Man charged with threatening to kill Elon Musk, President Biden tells his side of the story

A man accused of threatening to kill President Biden and Elon Musk in January is now out of jail. He claims he went a little crazy and it wasn’t what it seemed.

"I make one New Year's resolution. And it has completely uprooted my life," Justin McCauley said.

McCauley, who was an engineer for Tesla, said his resolution was to stop taking his antidepressant medication.

"So I white knuckled it," McCauley said.

MORE: Tesla employee arrested for making online threats against Joe Biden, Elon Musk

He said that’s when the side effects hit.

"I was blindfolding myself, putting headphones on because I was having blurred vision, slanted vision, possibly hallucinations, possibly hearing things," McCauley said.

He posted videos about it and also started threatening people online.

"I trolled Biden, I trolled Ben Shapiro, Candace Owens, all these people that I was tagging and then I defeated them, but I used the word kill for attention," McCauley said.

One post said, "I am planning to Kill all of you." He also posted and said, "I will arrive in Texas where the war has begun." 

McCauley then did head south from his home in Minnesota to Texas.

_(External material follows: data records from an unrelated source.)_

//! Scripted drag replay against a headless window.
//!
//! A [`ReplayScript`] lists pointer, resize and frame steps at millisecond
//! offsets. [`run`] drives a [`Window`] through them with label content and
//! no-op platform hooks, and reports every event plus the final layout.

use std::cell::{Cell, RefCell};
use std::collections::BTreeMap;
use std::fmt::Write as _;
use std::path::Path;
use std::rc::Rc;
use std::time::{Duration, Instant};

use anyhow::{Context, bail};
use mother_contracts::prelude::*;
use mother_core::{EventKind, Window, WindowConfig, WindowEvent};
use serde::{Deserialize, Serialize};
use tracing::{debug, info};

fn default_slot() -> Size {
    Size {
        width: 300.0,
        height: 200.0,
    }
}

fn default_frame_interval() -> u64 {
    16
}

fn single_contact() -> usize {
    1
}

#[derive(Debug, Clone, Copy, PartialEq, Deserialize, Serialize)]
pub struct Size {
    pub width: f64,
    pub height: f64,
}

impl From<Size> for Vec2 {
    fn from(size: Size) -> Self {
        Vec2::new(size.width, size.height)
    }
}

/// Drag script. Steps must be ordered by `at_ms`.
#[derive(Debug, Clone, Deserialize, Serialize)]
pub struct ReplayScript {
    pub viewport: Size,
    #[serde(default = "default_slot")]
    pub slot: Size,
    #[serde(default)]
    pub pointer: PointerKind,
    pub steps: Vec<Step>,
}

#[derive(Debug, Clone, PartialEq, Deserialize, Serialize)]
#[serde(tag = "op", rename_all = "snake_case")]
pub enum Step {
    Down {
        at_ms: u64,
        x: f64,
        #[serde(default)]
        y: f64,
    },
    Move {
        at_ms: u64,
        x: f64,
        #[serde(default)]
        y: f64,
    },
    Up {
        at_ms: u64,
        x: f64,
        #[serde(default)]
        y: f64,
        #[serde(default = "single_contact")]
        contacts: usize,
    },
    Cancel {
        at_ms: u64,
    },
    Resize {
        at_ms: u64,
        width: f64,
        height: f64,
    },
    /// One `tick` at `at_ms`.
    Tick {
        at_ms: u64,
    },
    /// Tick every `every_ms` from `at_ms` through `until_ms`.
    Frames {
        at_ms: u64,
        until_ms: u64,
        #[serde(default = "default_frame_interval")]
        every_ms: u64,
    },
}

impl Step {
    pub fn at_ms(&self) -> u64 {
        match self {
            Step::Down { at_ms, .. }
            | Step::Move { at_ms, .. }
            | Step::Up { at_ms, .. }
            | Step::Cancel { at_ms }
            | Step::Resize { at_ms, .. }
            | Step::Tick { at_ms }
            | Step::Frames { at_ms, .. } => *at_ms,
        }
    }
}

impl ReplayScript {
    pub fn load(path: &Path) -> anyhow::Result<Self> {
        let raw = std::fs::read_to_string(path).with_context(|| {
            format!("failed to read replay script {}", path.display())
        })?;
        Self::parse(&raw).with_context(|| {
            format!("invalid replay script {}", path.display())
        })
    }

    pub fn parse(raw: &str) -> anyhow::Result<Self> {
        let script: Self = serde_json::from_str(raw)?;
        script.check_order()?;
        Ok(script)
    }

    fn check_order(&self) -> anyhow::Result<()> {
        for pair in self.steps.windows(2) {
            if pair[1].at_ms() < pair[0].at_ms() {
                bail!(
                    "steps out of order: {}ms follows {}ms",
                    pair[1].at_ms(),
                    pair[0].at_ms()
                );
            }
        }
        Ok(())
    }
}

/// One event as observed during a replay.
#[derive(Debug, Clone, PartialEq, Serialize)]
pub struct EventRecord {
    pub at_ms: u64,
    pub name: &'static str,
    pub detail: String,
}

#[derive(Debug, Clone, PartialEq, Serialize)]
pub struct SlotRecord {
    pub index: usize,
    pub origin: i64,
    pub x: f64,
    pub loading: bool,
    pub label: String,
}

#[derive(Debug, Clone, PartialEq, Serialize)]
pub struct ReplayReport {
    pub events: Vec<EventRecord>,
    pub slots: Vec<SlotRecord>,
    pub swap_offset: i64,
    pub traveled: f64,
}

impl ReplayReport {
    pub fn count(&self, kind: EventKind) -> usize {
        self.events
            .iter()
            .filter(|event| event.name == kind.name())
            .count()
    }

    pub fn to_text(&self) -> String {
        let mut out = String::new();
        for event in &self.events {
            let _ = writeln!(
                out,
                "{:>7}ms  {:<14} {}",
                event.at_ms, event.name, event.detail
            );
        }
        let _ = writeln!(
            out,
            "\nswap_offset={} traveled={}",
            self.swap_offset, self.traveled
        );
        for slot in &self.slots {
            let _ = writeln!(
                out,
                "  [{:>2}] origin={:>4} x={:>9.1}{}  {}",
                slot.index,
                slot.origin,
                slot.x,
                if slot.loading { " loading" } else { "" },
                slot.label
            );
        }
        out
    }
}

type Labels = Rc<RefCell<BTreeMap<i64, String>>>;

/// Label content: records what it shows for each origin.
struct LabelContent {
    labels: Labels,
}

impl SlotContent for LabelContent {
    fn render(&mut self, slot: &SlotContext) {
        self.labels
            .borrow_mut()
            .insert(slot.origin, format!("item {}", slot.origin));
    }

    fn load(&mut self, slot: &SlotContext) -> LoadOutcome {
        self.labels
            .borrow_mut()
            .insert(slot.origin, format!("item {} (loaded)", slot.origin));
        LoadOutcome::Ready
    }

    fn clean(&mut self, slot: &SlotContext) {
        self.labels.borrow_mut().remove(&slot.origin);
    }
}

struct LabelFactory {
    labels: Labels,
    dimensions: Vec2,
}

impl ContentFactory for LabelFactory {
    fn create(&self, _slot: &SlotContext) -> Box<dyn SlotContent> {
        Box::new(LabelContent {
            labels: Rc::clone(&self.labels),
        })
    }

    fn dimensions(&self) -> Option<Vec2> {
        Some(self.dimensions)
    }
}

/// Replay `script` and collect what happened.
pub fn run(
    script: &ReplayScript,
    config: WindowConfig,
) -> anyhow::Result<ReplayReport> {
    let labels: Labels = Rc::default();
    let factory = LabelFactory {
        labels: Rc::clone(&labels),
        dimensions: script.slot.into(),
    };
    let mut window = Window::new(
        script.viewport.into(),
        factory,
        Platform::headless(script.pointer),
        config,
    )
    .context("failed to build window")?;

    let clock = Rc::new(Cell::new(0u64));
    let events = Rc::new(RefCell::new(Vec::new()));
    for kind in EventKind::ALL {
        let clock = Rc::clone(&clock);
        let events = Rc::clone(&events);
        window.on(kind, move |event| {
            events.borrow_mut().push(EventRecord {
                at_ms: clock.get(),
                name: kind.name(),
                detail: describe(event),
            });
        });
    }

    info!(
        steps = script.steps.len(),
        slots = window.len(),
        "replaying script"
    );

    let t0 = Instant::now();
    let at = |ms: u64| t0 + Duration::from_millis(ms);
    for step in &script.steps {
        clock.set(step.at_ms());
        debug!(?step, "step");
        match *step {
            Step::Down { at_ms, x, y } => {
                let event = PointerEvent::new(Vec2::new(x, y), at(at_ms));
                window.pointer_down(event);
            }
            Step::Move { at_ms, x, y } => {
                let event = PointerEvent::new(Vec2::new(x, y), at(at_ms));
                window.pointer_move(event);
            }
            Step::Up {
                at_ms,
                x,
                y,
                contacts,
            } => {
                let event = PointerEvent::new(Vec2::new(x, y), at(at_ms))
                    .with_contacts(contacts);
                window.pointer_up(event);
            }
            Step::Cancel { at_ms } => window.pointer_cancel(at(at_ms)),
            Step::Resize { width, height, .. } => {
                window
                    .resize(Vec2::new(width, height))
                    .with_context(|| format!("resize at {}ms", step.at_ms()))?;
            }
            Step::Tick { at_ms } => window.tick(at(at_ms)),
            Step::Frames {
                at_ms,
                until_ms,
                every_ms,
            } => {
                let every_ms = every_ms.max(1);
                let mut ms = at_ms;
                while ms <= until_ms {
                    clock.set(ms);
                    window.tick(at(ms));
                    ms += every_ms;
                }
            }
        }
    }

    let labels = labels.borrow();
    let slots = window
        .slots()
        .map(|slot| SlotRecord {
            index: slot.index(),
            origin: slot.origin(),
            x: slot.translation(),
            loading: slot.is_loading(),
            label: labels.get(&slot.origin()).cloned().unwrap_or_default(),
        })
        .collect();

    let report = ReplayReport {
        events: events.borrow().clone(),
        slots,
        swap_offset: window.swap_offset(),
        traveled: window.distance_traveled().x,
    };
    Ok(report)
}

fn describe(event: &WindowEvent) -> String {
    match *event {
        WindowEvent::Load { slots, swap_offset } => {
            format!("slots={slots} swap_offset={swap_offset}")
        }
        WindowEvent::PositionSet { delta, traveled } => {
            format!("dx={:.1} traveled={:.1}", delta.x, traveled.x)
        }
        WindowEvent::MomentumStop { kind, traveled } => {
            format!("kind={kind:?} traveled={:.1}", traveled.x)
        }
        WindowEvent::Swap {
            kind,
            origin,
            swap_offset,
        } => format!("kind={kind} origin={origin} swap_offset={swap_offset}"),
    }
}
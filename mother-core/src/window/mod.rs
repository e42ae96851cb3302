//! Window engine: a fixed pool of slots recycled to simulate an unbounded
//! horizontal strip.
//!
//! The engine is split by concern:
//! - `input`: pointer down/move/up/cancel handling and pointer capture
//! - `recycle`: applying deltas to the strip and shift/pop swaps
//! - `motion`: release physics, momentum/bounce runs, frame ticks, loading
//! - `resize`: geometry changes that keep logical state

mod input;
mod motion;
mod recycle;
mod resize;

use std::collections::VecDeque;
use std::fmt;
use std::time::Instant;

use mother_contracts::content::ContentFactory;
use mother_contracts::platform::Platform;
use mother_model::{Boundaries, Vec2};
use tracing::debug;

use crate::config::WindowConfig;
use crate::error::Result;
use crate::events::{EventEmitter, EventKind, SubscriptionId, WindowEvent};
use crate::geometry::Geometry;
use crate::interaction::InteractionTracker;
use crate::momentum::Momentum;
use crate::settle::SettleTimer;
use crate::slot::Slot;

/// An endless horizontal strip of recyclable slots.
///
/// Owns the slot pool, the interaction tracker, the momentum run and the
/// settle timer. Hosts forward pointer input, call [`Window::tick`] when the
/// frame scheduler asks, and paint each slot at its translation.
pub struct Window {
    config: WindowConfig,
    geometry: Geometry,
    factory: Box<dyn ContentFactory>,
    platform: Platform,
    /// Left-to-right visible order; `slots[i].index() == i` at all times.
    slots: VecDeque<Slot>,
    /// Net swaps since creation: shift +1, pop -1.
    swap_offset: i64,
    tracker: InteractionTracker,
    momentum: Momentum,
    settle: SettleTimer,
    events: EventEmitter,
    /// Whether document-wide pointer delivery is attached.
    captured: bool,
}

impl Window {
    /// Build a window over a `viewport`-sized container.
    ///
    /// Slot size comes from the factory's declared dimensions, falling back
    /// to the configured default. Every slot's content is created and
    /// rendered before this returns.
    pub fn new<F>(
        viewport: Vec2,
        factory: F,
        platform: Platform,
        config: WindowConfig,
    ) -> Result<Self>
    where
        F: ContentFactory + 'static,
    {
        config.validate()?;

        let slot_size = factory
            .dimensions()
            .unwrap_or_else(|| config.default_slot_dimensions());
        let geometry =
            Geometry::compute(viewport, slot_size, config.boundary_margin)?;

        let slots = (0..geometry.pool_size())
            .map(|index| Slot::create(index, &geometry, 0, &factory))
            .collect::<VecDeque<_>>();

        debug!(
            viewport = %viewport,
            slot = %slot_size,
            slots_in_view = geometry.slots_in_view,
            pool = slots.len(),
            left = geometry.boundaries.left,
            right = geometry.boundaries.right,
            "window populated"
        );

        let now = Instant::now();
        Ok(Self {
            tracker: InteractionTracker::new(now, config.velocity_quantum()),
            settle: SettleTimer::new(config.load_delay()),
            momentum: Momentum::new(),
            events: EventEmitter::new(),
            config,
            geometry,
            factory: Box::new(factory),
            platform,
            slots,
            swap_offset: 0,
            captured: false,
        })
    }

    // ===== Subscriptions =====

    pub fn on<H>(&mut self, kind: EventKind, handler: H) -> SubscriptionId
    where
        H: FnMut(&WindowEvent) + 'static,
    {
        self.events.on(kind, handler)
    }

    /// Subscribe by event name: `"load"`, `"position.set"`,
    /// `"momentum.stop"` or `"swap"`.
    pub fn on_named<H>(&mut self, name: &str, handler: H) -> Result<SubscriptionId>
    where
        H: FnMut(&WindowEvent) + 'static,
    {
        let kind = name.parse::<EventKind>()?;
        Ok(self.events.on(kind, handler))
    }

    pub fn off(&mut self, id: SubscriptionId) -> bool {
        self.events.off(id)
    }

    // ===== State access =====

    pub fn config(&self) -> &WindowConfig {
        &self.config
    }

    pub fn geometry(&self) -> &Geometry {
        &self.geometry
    }

    pub fn boundaries(&self) -> Boundaries {
        self.geometry.boundaries
    }

    pub fn slots_in_view(&self) -> usize {
        self.geometry.slots_in_view
    }

    pub fn len(&self) -> usize {
        self.slots.len()
    }

    pub fn is_empty(&self) -> bool {
        self.slots.is_empty()
    }

    /// Slots in left-to-right order.
    pub fn slots(&self) -> impl ExactSizeIterator<Item = &Slot> + '_ {
        self.slots.iter()
    }

    pub fn slot(&self, index: usize) -> Option<&Slot> {
        self.slots.get(index)
    }

    /// Slot currently showing the logical item `origin`, if any.
    pub fn slot_for_origin(&self, origin: i64) -> Option<&Slot> {
        self.slots.iter().find(|slot| slot.origin() == origin)
    }

    pub fn swap_offset(&self) -> i64 {
        self.swap_offset
    }

    /// Cumulative negated drag distance since creation, momentum included.
    pub fn distance_traveled(&self) -> Vec2 {
        self.tracker.distance()
    }

    pub fn is_dragging(&self) -> bool {
        self.tracker.is_active()
    }

    /// True while a momentum or bounce run is in flight.
    pub fn is_decelerating(&self) -> bool {
        self.momentum.is_active()
    }

    pub fn is_pointer_captured(&self) -> bool {
        self.captured
    }

    /// Pending settle deadline, for hosts that sleep between frames.
    pub fn next_deadline(&self) -> Option<Instant> {
        self.settle.deadline()
    }

    fn emit(&mut self, event: WindowEvent) {
        self.events.emit(&event);
    }
}

impl Drop for Window {
    fn drop(&mut self) {
        self.release_capture();
        let dimensions = self.geometry.slot;
        for slot in self.slots.iter_mut() {
            slot.clean(dimensions);
        }
    }
}

impl fmt::Debug for Window {
    fn fmt(&self, f: &mut fmt::Formatter<'_>) -> fmt::Result {
        f.debug_struct("Window")
            .field("geometry", &self.geometry)
            .field("slots", &self.slots)
            .field("swap_offset", &self.swap_offset)
            .field("dragging", &self.tracker.is_active())
            .field("decelerating", &self.momentum.is_active())
            .field("captured", &self.captured)
            .finish_non_exhaustive()
    }
}
use mother_model::Vec2;
use tracing::debug;

use super::Window;
use crate::error::Result;
use crate::geometry::Geometry;
use crate::slot::Slot;

impl Window {
    /// Adapt to a new viewport without resetting logical state.
    ///
    /// The swap offset and every surviving slot (content, origin, home
    /// offset) are kept. When more slots fit in view, one new slot per
    /// extra column is added at the front and two at the back; when fewer
    /// fit, the same counts are cleaned and dropped. New slots continue the
    /// strip at its current displacement and start out loading.
    pub fn resize(&mut self, viewport: Vec2) -> Result<()> {
        let geometry = Geometry::compute(
            viewport,
            self.geometry.slot,
            self.config.boundary_margin,
        )?;
        let before = self.geometry.slots_in_view;
        let after = geometry.slots_in_view;

        // Front slot's signed distance from home; every slot shares it.
        let displacement = self
            .slots
            .front()
            .map(|slot| slot.position().x - slot.slot_offset().x)
            .unwrap_or(0.0);

        if after > before {
            let grow = after - before;
            let front_len = self.slots.len() + grow;
            for index in (0..grow).rev() {
                let slot = Slot::create(
                    index,
                    &geometry,
                    self.swap_offset,
                    self.factory.as_ref(),
                );
                self.slots.push_front(slot);
            }
            for index in front_len..front_len + 2 * grow {
                let slot = Slot::create(
                    index,
                    &geometry,
                    self.swap_offset,
                    self.factory.as_ref(),
                );
                self.slots.push_back(slot);
            }
        } else if after < before {
            let shrink = before - after;
            let dimensions = self.geometry.slot;
            for mut slot in self.slots.drain(..shrink) {
                slot.clean(dimensions);
            }
            let back_start = self.slots.len().saturating_sub(2 * shrink);
            for mut slot in self.slots.drain(back_start..) {
                slot.clean(dimensions);
            }
        }

        self.geometry = geometry;
        for (index, slot) in self.slots.iter_mut().enumerate() {
            slot.place_at(index, &geometry, displacement);
            slot.assign_origin(&geometry, self.swap_offset);
        }

        debug!(
            viewport = %viewport,
            slots_in_view = after,
            pool = self.slots.len(),
            left = geometry.boundaries.left,
            right = geometry.boundaries.right,
            swap_offset = self.swap_offset,
            "window resized"
        );
        Ok(())
    }
}
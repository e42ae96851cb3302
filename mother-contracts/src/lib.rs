//! Trait surfaces that describe how a window talks to its collaborators.
//!
//! The engine never creates content or paints anything itself. Hosts plug in
//! a [`content::ContentFactory`] for per-slot content and a
//! [`platform::Platform`] bundle for frame scheduling and pointer capture.

/// Per-slot content and the factory that creates it
pub mod content;
/// Frame scheduling and pointer capture hooks
pub mod platform;

/// Frequently used traits for host and renderer crates.
pub mod prelude {
    pub use super::content::{
        ContentFactory, LoadOutcome, SlotContent, SlotContext,
    };
    pub use super::platform::{
        FrameScheduler, NoopCapture, NoopFrames, Platform, PointerCapture,
    };
    pub use mother_model::prelude::*;
}
use std::fmt;

/// X thresholds in the window's continuous coordinate space at which a slot
/// must be recycled to the opposite end of the strip.
#[derive(Debug, Clone, Copy, Default, PartialEq)]
#[cfg_attr(feature = "serde", derive(serde::Serialize, serde::Deserialize))]
pub struct Boundaries {
    /// A first slot whose x falls below this is shifted to the back.
    pub left: f64,
    /// A last slot whose x rises above this is popped to the front.
    pub right: f64,
}

impl Boundaries {
    /// Derive boundaries for `slots_in_view` slots of `slot_width`.
    ///
    /// `left = -(slots_in_view * slot_width) - margin`,
    /// `right = 2 * slots_in_view * slot_width`.
    pub fn for_view(slots_in_view: usize, slot_width: f64, margin: f64) -> Self {
        let span = slots_in_view as f64 * slot_width;
        Self {
            left: -span - margin,
            right: 2.0 * span,
        }
    }
}

/// Direction of a recycling swap.
#[derive(Debug, Clone, Copy, PartialEq, Eq, Hash)]
#[cfg_attr(feature = "serde", derive(serde::Serialize, serde::Deserialize))]
pub enum SwapKind {
    /// First slot moved to the back; reveals future content.
    Shift,
    /// Last slot moved to the front; reveals past content.
    Pop,
}

impl SwapKind {
    /// Change applied to the window's swap offset.
    pub const fn offset_step(self) -> i64 {
        match self {
            SwapKind::Shift => 1,
            SwapKind::Pop => -1,
        }
    }
}

impl fmt::Display for SwapKind {
    fn fmt(&self, f: &mut fmt::Formatter<'_>) -> fmt::Result {
        match self {
            SwapKind::Shift => write!(f, "shift"),
            SwapKind::Pop => write!(f, "pop"),
        }
    }
}
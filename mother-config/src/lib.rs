//! Configuration loading and scripted replay for mother windows.
//!
//! [`loader`] resolves a [`WindowConfig`](mother_core::WindowConfig) from the
//! environment, a config file or defaults. [`replay`] drives a headless
//! window through a JSON drag script; the `mother-replay` binary wraps both.

#![allow(missing_docs)]

/// Window config resolution from the environment and files
pub mod loader;
pub mod replay;

pub use loader::{WindowConfigSource, load_from_env, load_from_file};
pub use replay::{ReplayReport, ReplayScript, Step};
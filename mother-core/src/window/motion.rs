use std::time::{Duration, Instant};

use mother_model::Vec2;
use tracing::{debug, trace};

use super::Window;
use crate::events::WindowEvent;
use crate::interaction::Release;
use crate::momentum::{MomentumKind, Projection};

impl Window {
    /// Advance time-driven state to `now`.
    ///
    /// Samples the momentum run (if any) and fires the settle load once its
    /// deadline has passed. Hosts call this from their frame callback and
    /// from the wake-ups requested through the frame scheduler.
    pub fn tick(&mut self, now: Instant) {
        if let Some(frame) = self.momentum.sample(now) {
            let delta = self.tracker.update(frame.point, now);
            self.apply_delta(delta);

            if frame.finished {
                self.finish_momentum(now);
            } else {
                trace!(x = frame.point.x, "momentum frame");
                self.schedule_settle(now);
                self.platform.frames.request_frame();
            }
        }

        if self.settle.fire_if_due(now) {
            self.load_now();
        }
    }

    /// Stop a running momentum or bounce where it is. Returns `true` when a
    /// run was cancelled.
    pub fn cancel_momentum(&mut self) -> bool {
        if !self.momentum.is_active() {
            return false;
        }
        self.momentum.cancel();
        debug!(kind = ?self.momentum.kind(), "momentum cancelled");
        true
    }

    /// Run a load pass immediately: every slot's content is asked to load
    /// and a single `Load` event is emitted.
    pub fn load_now(&mut self) {
        self.settle.cancel();
        let dimensions = self.geometry.slot;
        let mut pending = 0usize;
        for slot in self.slots.iter_mut() {
            if !slot.load(dimensions).is_ready() {
                pending += 1;
            }
        }
        debug!(
            slots = self.slots.len(),
            pending,
            swap_offset = self.swap_offset,
            "load pass"
        );
        let slots = self.slots.len();
        let swap_offset = self.swap_offset;
        self.emit(WindowEvent::Load { slots, swap_offset });
    }

    /// Mark the slot showing `origin` as loaded after an asynchronous
    /// [`LoadOutcome::Pending`](mother_contracts::content::LoadOutcome).
    ///
    /// Returns `false` when no loading slot shows that origin any more,
    /// which happens when it was recycled while the content was in flight.
    pub fn finish_loading(&mut self, origin: i64) -> bool {
        match self
            .slots
            .iter_mut()
            .find(|slot| slot.origin() == origin && slot.is_loading())
        {
            Some(slot) => {
                slot.set_loading(false);
                true
            }
            None => false,
        }
    }

    /// Decide what a finished drag turns into: a bounce back from a
    /// configured edge, an inertial run, or an immediate load.
    pub(super) fn settle_release(&mut self, release: Release, now: Instant) {
        if self.try_bounce(now) {
            return;
        }

        if release.duration.is_zero()
            || release.duration >= self.config.velocity_quantum()
        {
            self.load_now();
            return;
        }

        let displacement = release.displacement.x;
        if displacement.abs() < self.config.trigger_distance {
            self.load_now();
            return;
        }

        match Projection::from_release(
            displacement,
            release.duration,
            self.config.max_speed,
            self.config.friction,
        ) {
            Some(projection) if projection.distance != 0.0 => {
                debug!(
                    speed = projection.speed,
                    distance = projection.distance,
                    duration_ms = projection.duration_ms,
                    "momentum projected"
                );
                self.start_momentum(
                    MomentumKind::Inertia,
                    projection.distance,
                    projection.duration(),
                    now,
                );
            }
            _ => self.load_now(),
        }
    }

    /// Start a bounce when the strip is past a configured edge.
    pub(super) fn try_bounce(&mut self, now: Instant) -> bool {
        let Some(correction) = self.edge_overshoot() else {
            return false;
        };
        debug!(correction, swap_offset = self.swap_offset, "bouncing back");
        let duration = self.config.bounce_duration();
        self.start_momentum(MomentumKind::Bounce, correction, duration, now);
        true
    }

    /// Pointer movement needed to bring the anchor slot back to x = 0, if
    /// the strip overshot a configured edge.
    fn edge_overshoot(&self) -> Option<f64> {
        let anchor = self.slots.get(self.geometry.anchor_index())?;
        let x = anchor.position().x;
        let overshot = (self.at_max_past() && x > 0.0)
            || (self.at_max_future() && x < 0.0);
        overshot.then_some(-x)
    }

    fn start_momentum(
        &mut self,
        kind: MomentumKind,
        distance: f64,
        duration: Duration,
        now: Instant,
    ) {
        let from = self.tracker.current().point;
        let to = from + Vec2::horizontal(distance);
        self.momentum.start(kind, from, to, duration, now);
        self.platform.frames.request_frame();
    }

    fn finish_momentum(&mut self, now: Instant) {
        let kind = self.momentum.kind();
        let traveled = self.tracker.distance();
        debug!(?kind, traveled = %traveled, "momentum stopped");
        self.emit(WindowEvent::MomentumStop { kind, traveled });

        if kind == MomentumKind::Inertia && self.try_bounce(now) {
            return;
        }
        self.load_now();
    }

    pub(super) fn schedule_settle(&mut self, now: Instant) {
        let deadline = self.settle.reschedule(now);
        self.platform.frames.request_wakeup(deadline);
    }
}
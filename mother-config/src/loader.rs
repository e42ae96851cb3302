use std::{
    env, fs,
    path::{Path, PathBuf},
};

use anyhow::{Context, anyhow};
use mother_core::WindowConfig;

/// Environment variable naming a TOML or JSON config file.
pub const CONFIG_PATH_VAR: &str = "MOTHER_CONFIG_PATH";
/// Environment variable carrying an inline JSON config.
pub const CONFIG_JSON_VAR: &str = "MOTHER_CONFIG_JSON";

/// Files probed, relative to the working directory, when neither variable is
/// set.
pub const DEFAULT_CANDIDATES: &[&str] = &[
    "mother.toml",
    "mother.json",
    "config/mother.toml",
    "config/mother.json",
];

/// Source that produced the window configuration.
#[derive(Debug, Clone, PartialEq, Eq, Default)]
pub enum WindowConfigSource {
    #[default]
    Default,
    EnvPath(PathBuf),
    EnvInline,
    File(PathBuf),
}

/// Load window configuration overrides using environment variables.
/// Evaluation order:
/// 1) `$MOTHER_CONFIG_PATH` (TOML or JSON file),
/// 2) `$MOTHER_CONFIG_JSON` (inline JSON),
/// 3) the first existing file in [`DEFAULT_CANDIDATES`],
/// 4) defaults.
///
/// Whatever is loaded is validated before it is returned.
pub fn load_from_env() -> anyhow::Result<(WindowConfig, WindowConfigSource)> {
    load_with(|key| env::var(key).ok(), Path::new("."))
}

/// [`load_from_env`] with an explicit variable lookup and base directory for
/// the default candidates.
pub fn load_with<F>(
    lookup: F,
    base_dir: &Path,
) -> anyhow::Result<(WindowConfig, WindowConfigSource)>
where
    F: Fn(&str) -> Option<String>,
{
    if let Some(path_str) = lookup(CONFIG_PATH_VAR)
        && !path_str.trim().is_empty()
    {
        let path = PathBuf::from(path_str);
        let config = load_from_file(&path)?;
        return Ok((config, WindowConfigSource::EnvPath(path)));
    }

    if let Some(raw) = lookup(CONFIG_JSON_VAR)
        && !raw.trim().is_empty()
    {
        let parsed = parse_json(&raw)
            .with_context(|| format!("failed to parse {CONFIG_JSON_VAR}"))?;
        let config = validated(parsed, CONFIG_JSON_VAR)?;
        return Ok((config, WindowConfigSource::EnvInline));
    }

    if let Some(path) = find_default_file(base_dir) {
        let config = load_from_file(&path)?;
        return Ok((config, WindowConfigSource::File(path)));
    }

    Ok((WindowConfig::default(), WindowConfigSource::Default))
}

/// Read and validate a config file. `.json` is parsed as JSON, `.toml` and
/// `.tml` as TOML; anything else tries TOML then JSON.
pub fn load_from_file(path: &Path) -> anyhow::Result<WindowConfig> {
    let contents = fs::read_to_string(path).with_context(|| {
        format!("failed to read window config from {}", path.display())
    })?;

    let parsed = match path.extension().and_then(|ext| ext.to_str()) {
        Some("json") => parse_json(&contents).with_context(|| {
            format!("invalid window config {}", path.display())
        })?,
        Some("toml") | Some("tml") => {
            toml::from_str(&contents).map_err(|err| {
                anyhow!("invalid window config {}: {}", path.display(), err)
            })?
        }
        _ => parse_from_str(&contents, &path.display().to_string())?,
    };
    validated(parsed, &path.display().to_string())
}

pub fn parse_from_str(
    contents: &str,
    origin: &str,
) -> anyhow::Result<WindowConfig> {
    // TOML first, then JSON.
    toml::from_str(contents).or_else(|toml_err| {
        serde_json::from_str(contents).map_err(|json_err| {
            anyhow!(
                "failed to parse window config {}: toml error: {}; json error: {}",
                origin,
                toml_err,
                json_err
            )
        })
    })
}

pub fn parse_json(raw: &str) -> anyhow::Result<WindowConfig> {
    serde_json::from_str(raw)
        .map_err(|err| anyhow!("invalid window config json: {err}"))
}

fn validated(
    config: WindowConfig,
    origin: &str,
) -> anyhow::Result<WindowConfig> {
    config.validate().with_context(|| {
        format!("window config {origin} failed validation")
    })?;
    Ok(config)
}

fn find_default_file(base_dir: &Path) -> Option<PathBuf> {
    DEFAULT_CANDIDATES
        .iter()
        .map(|candidate| base_dir.join(candidate))
        .find(|path| path.exists())
}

"The original thought of me leaving Minnesota was to go see if I was actually losing my mind, or are we being invaded at the border?" McCauley said.

He said he made a stop in Oklahoma and his plan changed.

"I rented a hotel room. And I had this homeless man that I found who was covered in his own filth,’ McCauley said, ‘I went to Walmart and bought this man socks, shoes, underwear, shirt, pants and took him to my hotel room, got him a razor, a toothbrush, the whole nine yards because the whole goal was to take that man to Tesla and try to get him a job."

Law enforcement pulled McCauley over in Oklahoma and court records said he told them he wanted to talk to the president and said, "Wouldn’t you want to talk to the president if you knew you were going to die tomorrow."

McCauley continued down I-35 when he was stopped by Travis County Sheriff’s Deputies.

"All of a sudden my car is surrounded on the freeway, helicopter in the air and everything, and they literally pull me off the freeway," McCauley said.

He was arrested for terroristic threat and booked into the Travis County Jail.

"Two weeks into jail is when it took me to be like, what is going on because I was in such a fog," McCauley said.

He said that’s when he realized what he did.

"Everything I did was completely insane. It seems like a bad dream. It seems like it wasn't me," McCauley said.

McCauley lost his job at Tesla, but said he wants to be an advocate for people with mental health issues.

"All of this is a big redirection of my life," McCauley said.

McCauley’s wife bonded him out about two and half weeks ago.

"I never criminally did anything. How did I end up in jail and not in a crazy bed in a psych ward? There was never any criminal action other than terroristic threats, which came from my psychosis," McCauley said.

McCauley has a hearing on March 27th.